» **What is expected**
An exact copy of the listing is what is needed here; write it out in full.
::::
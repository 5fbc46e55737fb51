//! Session lifecycle: the operations a client drives a workout through.
//!
//! Every call is one store transaction, so it either applies completely or
//! not at all. Lookups are always scoped to the requesting lifter; another
//! lifter's session is indistinguishable from a missing one.

use crate::advancer::{self, Advancement};
use crate::draft::PendingSet;
use crate::history::{self, PreviousPerformance};
use crate::progression::{target_weight, ExerciseProgress, Planner, SetOutcome, Suggestion};
use crate::records::{self, PrCandidate, PrCheck, RecordStore};
use crate::store::{Database, Store};
use crate::{
    ActiveSession, Config, Error, ExerciseDetail, Lift, LoggedSet, MovementDetail, NewSet,
    PersonalRecord, Program, ProgramAssignment, RecordSource, Result, Session, SessionExercise,
    SessionStatus,
};
use chrono::{DateTime, NaiveDate, Utc};
use serde::{Deserialize, Serialize};
use std::path::Path;
use uuid::Uuid;

/// Result of logging a single set
#[derive(Clone, Debug, Serialize, Deserialize, PartialEq)]
pub struct SetLogged {
    pub set: LoggedSet,
    pub is_pr: bool,
    pub previous_best: Option<f64>,
}

/// A PR struck during a batch upload
#[derive(Clone, Debug, Serialize, Deserialize, PartialEq)]
pub struct PrNotice {
    pub lift_name: String,
    pub weight: f64,
    pub reps: u32,
    pub previous_best: Option<f64>,
}

#[derive(Clone, Debug, Serialize, Deserialize, PartialEq)]
pub struct BatchUpload {
    pub uploaded: usize,
    /// In submission order, oldest set first
    pub prs: Vec<PrNotice>,
}

#[derive(Clone, Debug, Serialize, Deserialize, PartialEq)]
pub struct Completion {
    pub session: Session,
    pub advanced: bool,
    pub new_week_number: Option<u32>,
    pub new_cycle: Option<u32>,
}

/// Planner output plus last time's numbers on the same block
#[derive(Clone, Debug, Serialize, Deserialize, PartialEq)]
pub struct WeightSuggestions {
    pub exercise_id: Uuid,
    pub lift_name: String,
    pub suggestion: Suggestion,
    pub previous: Option<PreviousPerformance>,
}

/// Front door to the engine, bound to one store
#[derive(Clone, Debug)]
pub struct Engine {
    store: Store,
    planner: Planner,
    recent_days: i64,
}
//! Progression planning for weight suggestions within a block.
//!
//! This module implements the ramp a lifter follows through a block:
//! - With a %1RM target: linear interpolation from the block's start weight
//!   to the target, landing exactly on target at the last set
//! - Without intensity data: a fixed-increment ramp from the start weight
//! - Sets rated "hard" freeze the ramp so the same weight is suggested again
//!
//! Everything here is pure and total. Missing data degrades to fallbacks.

use crate::{Config, Feedback, LiftCategory, LocalSet, LoggedSet};
use serde::{Deserialize, Serialize};

/// Increment (weight units) for both the fallback ramp and block carry-over
pub const DEFAULT_INCREMENT: f64 = 2.0;

/// The parts of a performed set the planner cares about
#[derive(Clone, Copy, Debug, PartialEq)]
pub struct SetOutcome {
    pub weight: f64,
    pub feedback: Option<Feedback>,
}

impl From<&LoggedSet> for SetOutcome {
    fn from(set: &LoggedSet) -> Self {
        Self {
            weight: set.weight,
            feedback: set.feedback,
        }
    }
}

impl From<&LocalSet> for SetOutcome {
    fn from(set: &LocalSet) -> Self {
        Self {
            weight: set.weight,
            feedback: set.feedback,
        }
    }
}

/// One exercise's block as seen by the planner
#[derive(Clone, Debug, PartialEq)]
pub struct ExerciseProgress {
    pub category: LiftCategory,
    pub target_sets: u32,
    /// Target weight derived from %1RM, absent without intensity data
    pub target: Option<f64>,
    pub sets: Vec<SetOutcome>,
}

impl ExerciseProgress {
    pub fn last_set_weight(&self) -> Option<f64> {
        self.sets.last().map(|s| s.weight)
    }
}

/// Planner output for the next set of a block
#[derive(Clone, Debug, Serialize, Deserialize, PartialEq)]
pub struct Suggestion {
    pub block_start: f64,
    pub target: Option<f64>,
    /// 1-indexed ordinal of the next set, ignoring hard-rated sets
    pub position: u32,
    pub next_weight: f64,
    /// Planned weight for every set of the block
    pub planned: Vec<f64>,
}

/// Weight ramp parameters for one lifter
#[derive(Clone, Debug, PartialEq)]
pub struct Planner {
    pub bar_weight: f64,
    pub fallback_increment: f64,
    pub carry_over_increment: f64,
}

impl Default for Planner {
    fn default() -> Self {
        Self {
            bar_weight: 20.0,
            fallback_increment: DEFAULT_INCREMENT,
            carry_over_increment: DEFAULT_INCREMENT,
        }
    }
}

impl Planner {
    pub fn from_config(config: &Config) -> Self {
        Self {
            bar_weight: config.lifter.bar_weight,
            fallback_increment: config.progression.fallback_increment,
            carry_over_increment: config.progression.carry_over_increment,
        }
    }

    /// Suggested weight for the `position`-th set of a block
    ///
    /// Rules:
    /// 1. No target: `block_start + (position - 1) * fallback_increment`
    /// 2. Target at or below the start: the target for every position
    /// 3. Otherwise interpolate over `max(1, total_sets - 1)` steps, clamped
    ///    so the last set lands on target, rounded to whole units
    pub fn planned_weight(
        &self,
        position: u32,
        block_start: f64,
        target: Option<f64>,
        total_sets: u32,
    ) -> f64 {
        let step = position.saturating_sub(1);

        let target = match target {
            None => return block_start + f64::from(step) * self.fallback_increment,
            Some(t) if t <= block_start => return t,
            Some(t) => t,
        };

        let steps = total_sets.saturating_sub(1).max(1);
        let clamped = step.min(steps);
        if clamped == 0 {
            return block_start;
        }

        let fraction = f64::from(clamped) / f64::from(steps);
        (block_start + (target - block_start) * fraction).round()
    }

    /// Starting weight for a block, given the block performed before it
    ///
    /// The first block starts on the empty bar. Later blocks carry over the
    /// previous block's last set plus an increment, unless the lifts are in
    /// different categories or the carried weight already reaches this
    /// block's target.
    pub fn block_start_weight(
        &self,
        previous: Option<&ExerciseProgress>,
        current: &ExerciseProgress,
    ) -> f64 {
        let Some(previous) = previous else {
            return self.bar_weight;
        };

        if previous.category != current.category {
            return self.bar_weight;
        }

        let Some(last) = previous.last_set_weight() else {
            return self.bar_weight;
        };

        let carried = last + self.carry_over_increment;
        match current.target {
            Some(target) if carried >= target => {
                tracing::debug!(
                    "Carry-over {} meets target {}, starting from bar",
                    carried,
                    target
                );
                self.bar_weight
            }
            _ => carried,
        }
    }

    /// Suggestion for the next set of `current`
    pub fn suggest(
        &self,
        previous: Option<&ExerciseProgress>,
        current: &ExerciseProgress,
    ) -> Suggestion {
        let block_start = self.block_start_weight(previous, current);
        let total_sets = current.target_sets.max(1);
        let position = effective_position(&current.sets);

        let next_weight = match current.sets.last() {
            // Hard sets repeat exactly what was just lifted
            Some(last) if last.feedback == Some(Feedback::Hard) => last.weight,
            _ => self.planned_weight(position, block_start, current.target, total_sets),
        };

        let planned = (1..=total_sets)
            .map(|p| self.planned_weight(p, block_start, current.target, total_sets))
            .collect();

        Suggestion {
            block_start,
            target: current.target,
            position,
            next_weight,
            planned,
        }
    }
}

/// Ordinal of the next set: every logged set advances it except hard ones
pub fn effective_position(sets: &[SetOutcome]) -> u32 {
    let advancing = sets
        .iter()
        .filter(|s| s.feedback != Some(Feedback::Hard))
        .count();
    advancing as u32 + 1
}

/// Target weight from a 1RM and percentage, when both are known
pub fn target_weight(one_rep_max: Option<f64>, up_to_percent: Option<f64>) -> Option<f64> {
    match (one_rep_max, up_to_percent) {
        (Some(max), Some(pct)) if max > 0.0 && pct > 0.0 => Some((max * pct / 100.0).round()),
        _ => None,
    }
}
::::
» **Answer section**
repository 5fbc46e55737fb51
//! Session lifecycle: the operations a client drives a workout through.
//!
//! Every call is one store transaction, so it either applies completely or
//! not at all. Lookups are always scoped to the requesting lifter; another
//! lifter's session is indistinguishable from a missing one.

use crate::advancer::{self, Advancement};
use crate::draft::PendingSet;
use crate::history::{self, PreviousPerformance};
use crate::progression::{target_weight, ExerciseProgress, Planner, SetOutcome, Suggestion};
use crate::records::{self, PrCandidate, PrCheck, RecordStore};
use crate::store::{Database, Store};
use crate::{
    ActiveSession, Config, Error, ExerciseDetail, Lift, LoggedSet, MovementDetail, NewSet,
    PersonalRecord, Program, ProgramAssignment, RecordSource, Result, Session, SessionExercise,
    SessionStatus,
};
use chrono::{DateTime, NaiveDate, Utc};
use serde::{Deserialize, Serialize};
use std::path::Path;
use uuid::Uuid;

/// Result of logging a single set
#[derive(Clone, Debug, Serialize, Deserialize, PartialEq)]
pub struct SetLogged {
    pub set: LoggedSet,
    pub is_pr: bool,
    pub previous_best: Option<f64>,
}

/// A PR struck during a batch upload
#[derive(Clone, Debug, Serialize, Deserialize, PartialEq)]
pub struct PrNotice {
    pub lift_name: String,
    pub weight: f64,
    pub reps: u32,
    pub previous_best: Option<f64>,
}

#[derive(Clone, Debug, Serialize, Deserialize, PartialEq)]
pub struct BatchUpload {
    pub uploaded: usize,
    /// In submission order, oldest set first
    pub prs: Vec<PrNotice>,
}

#[derive(Clone, Debug, Serialize, Deserialize, PartialEq)]
pub struct Completion {
    pub session: Session,
    pub advanced: bool,
    pub new_week_number: Option<u32>,
    pub new_cycle: Option<u32>,
}

/// Planner output plus last time's numbers on the same block
#[derive(Clone, Debug, Serialize, Deserialize, PartialEq)]
pub struct WeightSuggestions {
    pub exercise_id: Uuid,
    pub lift_name: String,
    pub suggestion: Suggestion,
    pub previous: Option<PreviousPerformance>,
}

/// Front door to the engine, bound to one store
#[derive(Clone, Debug)]
pub struct Engine {
    store: Store,
    planner: Planner,
    recent_days: i64,
}
//! Progression planning for weight suggestions within a block.
//!
//! This module implements the ramp a lifter follows through a block:
//! - With a %1RM target: linear interpolation from the block's start weight
//!   to the target, landing exactly on target at the last set
//! - Without intensity data: a fixed-increment ramp from the start weight
//! - Sets rated "hard" freeze the ramp so the same weight is suggested again
//!
//! Everything here is pure and total. Missing data degrades to fallbacks.

use crate::{Config, Feedback, LiftCategory, LocalSet, LoggedSet};
use serde::{Deserialize, Serialize};

/// Increment (weight units) for both the fallback ramp and block carry-over
pub const DEFAULT_INCREMENT: f64 = 2.0;

/// The parts of a performed set the planner cares about
#[derive(Clone, Copy, Debug, PartialEq)]
pub struct SetOutcome {
    pub weight: f64,
    pub feedback: Option<Feedback>,
}

impl From<&LoggedSet> for SetOutcome {
    fn from(set: &LoggedSet) -> Self {
        Self {
            weight: set.weight,
            feedback: set.feedback,
        }
    }
}

impl From<&LocalSet> for SetOutcome {
    fn from(set: &LocalSet) -> Self {
        Self {
            weight: set.weight,
            feedback: set.feedback,
        }
    }
}

/// One exercise's block as seen by the planner
#[derive(Clone, Debug, PartialEq)]
pub struct ExerciseProgress {
    pub category: LiftCategory,
    pub target_sets: u32,
    /// Target weight derived from %1RM, absent without intensity data
    pub target: Option<f64>,
    pub sets: Vec<SetOutcome>,
}

impl ExerciseProgress {
    pub fn last_set_weight(&self) -> Option<f64> {
        self.sets.last().map(|s| s.weight)
    }
}

/// Planner output for the next set of a block
#[derive(Clone, Debug, Serialize, Deserialize, PartialEq)]
pub struct Suggestion {
    pub block_start: f64,
    pub target: Option<f64>,
    /// 1-indexed ordinal of the next set, ignoring hard-rated sets
    pub position: u32,
    pub next_weight: f64,
    /// Planned weight for every set of the block
    pub planned: Vec<f64>,
}

/// Weight ramp parameters for one lifter
#[derive(Clone, Debug, PartialEq)]
pub struct Planner {
    pub bar_weight: f64,
    pub fallback_increment: f64,
    pub carry_over_increment: f64,
}

impl Default for Planner {
    fn default() -> Self {
        Self {
            bar_weight: 20.0,
            fallback_increment: DEFAULT_INCREMENT,
            carry_over_increment: DEFAULT_INCREMENT,
        }
    }
}

impl Planner {
    pub fn from_config(config: &Config) -> Self {
        Self {
            bar_weight: config.lifter.bar_weight,
            fallback_increment: config.progression.fallback_increment,
            carry_over_increment: config.progression.carry_over_increment,
        }
    }

    /// Suggested weight for the `position`-th set of a block
    ///
    /// Rules:
    /// 1. No target: `block_start + (position - 1) * fallback_increment`
    /// 2. Target at or below the start: the target for every position
    /// 3. Otherwise interpolate over `max(1, total_sets - 1)` steps, clamped
    ///    so the last set lands on target, rounded to whole units
    pub fn planned_weight(
        &self,
        position: u32,
        block_start: f64,
        target: Option<f64>,
        total_sets: u32,
    ) -> f64 {
        let step = position.saturating_sub(1);

        let target = match target {
            None => return block_start + f64::from(step) * self.fallback_increment,
            Some(t) if t <= block_start => return t,
            Some(t) => t,
        };

        let steps = total_sets.saturating_sub(1).max(1);
        let clamped = step.min(steps);
        if clamped == 0 {
            return block_start;
        }

        let fraction = f64::from(clamped) / f64::from(steps);
        (block_start + (target - block_start) * fraction).round()
    }

    /// Starting weight for a block, given the block performed before it
    ///
    /// The first block starts on the empty bar. Later blocks carry over the
    /// previous block's last set plus an increment, unless the lifts are in
    /// different categories or the carried weight already reaches this
    /// block's target.
    pub fn block_start_weight(
        &self,
        previous: Option<&ExerciseProgress>,
        current: &ExerciseProgress,
    ) -> f64 {
        let Some(previous) = previous else {
            return self.bar_weight;
        };

        if previous.category != current.category {
            return self.bar_weight;
        }

        let Some(last) = previous.last_set_weight() else {
            return self.bar_weight;
        };

        let carried = last + self.carry_over_increment;
        match current.target {
            Some(target) if carried >= target => {
                tracing::debug!(
                    "Carry-over {} meets target {}, starting from bar",
                    carried,
                    target
                );
                self.bar_weight
            }
            _ => carried,
        }
    }

    /// Suggestion for the next set of `current`
    pub fn suggest(
        &self,
        previous: Option<&ExerciseProgress>,
        current: &ExerciseProgress,
    ) -> Suggestion {
        let block_start = self.block_start_weight(previous, current);
        let total_sets = current.target_sets.max(1);
        let position = effective_position(&current.sets);

        let next_weight = match current.sets.last() {
            // Hard sets repeat exactly what was just lifted
            Some(last) if last.feedback == Some(Feedback::Hard) => last.weight,
            _ => self.planned_weight(position, block_start, current.target, total_sets),
        };

        let planned = (1..=total_sets)
            .map(|p| self.planned_weight(p, block_start, current.target, total_sets))
            .collect();

        Suggestion {
            block_start,
            target: current.target,
            position,
            next_weight,
            planned,
        }
    }
}

/// Ordinal of the next set: every logged set advances it except hard ones
pub fn effective_position(sets: &[SetOutcome]) -> u32 {
    let advancing = sets
        .iter()
        .filter(|s| s.feedback != Some(Feedback::Hard))
        .count();
    advancing as u32 + 1
}

/// Target weight from a 1RM and percentage, when both are known
pub fn target_weight(one_rep_max: Option<f64>, up_to_percent: Option<f64>) -> Option<f64> {
    match (one_rep_max, up_to_percent) {
        (Some(max), Some(pct)) if max > 0.0 && pct > 0.0 => Some((max * pct / 100.0).round()),
        _ => None,
    }
}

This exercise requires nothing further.